Bob Dylan Has a Lot on His Mind - artur_makly
https://www.nytimes.com/2020/06/12/arts/music/bob-dylan-rough-and-rowdy-ways.html
======
bredren
Speaking of being lost you might enjoy this story from 2009 where people
called the cops on Bob Dylan for being "an 'eccentric-looking old man' in
their yard," and the officer did not recognize him:

"'I asked him what his name was and he said, 'Bob Dylan,' Buble said. "Now,
I've seen pictures of Bob Dylan from a long time ago and he didn't look like
Bob Dylan to me at all. He was wearing black sweatpants tucked into black rain
boots, and two raincoats with the hood pulled down over his head."

"He was acting very suspicious,'' Buble said. "Not delusional, just
suspicious. You know, it was pouring rain and everything."

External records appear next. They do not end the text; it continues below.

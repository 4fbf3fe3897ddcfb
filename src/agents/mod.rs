//! Trading agents
//!
//! Each agent owns the state for one market and implements `TradingAgent`.
//! Agents never retry or back off themselves; failure policy lives in the
//! supervisor's circuit breaker.

pub mod momentum;
pub mod traits;

pub use momentum::{MomentumAgent, MomentumAgentConfig};
pub use traits::TradingAgent;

[https://abcnews.go.com/GMA/jersey-homeowner-calls-cops-
bob-d...](https://abcnews.go.com/GMA/jersey-homeowner-calls-cops-bob-
dylan/story?id=8331830)

------
allard
Saw him 234 nights ago. My date and I have each seen-heard him a few times
before but none of them shared. We both thought it was an incredible show,
which we wouldn't say about all of them.

This interviewer had good questions. Didn't know him, but was pleasantly
surprised to read a bit about him.

I get a free assist over that paywall from my public library.

What is the significance of the 19th?

------
adaisadais
Anyone have a link without a paywall?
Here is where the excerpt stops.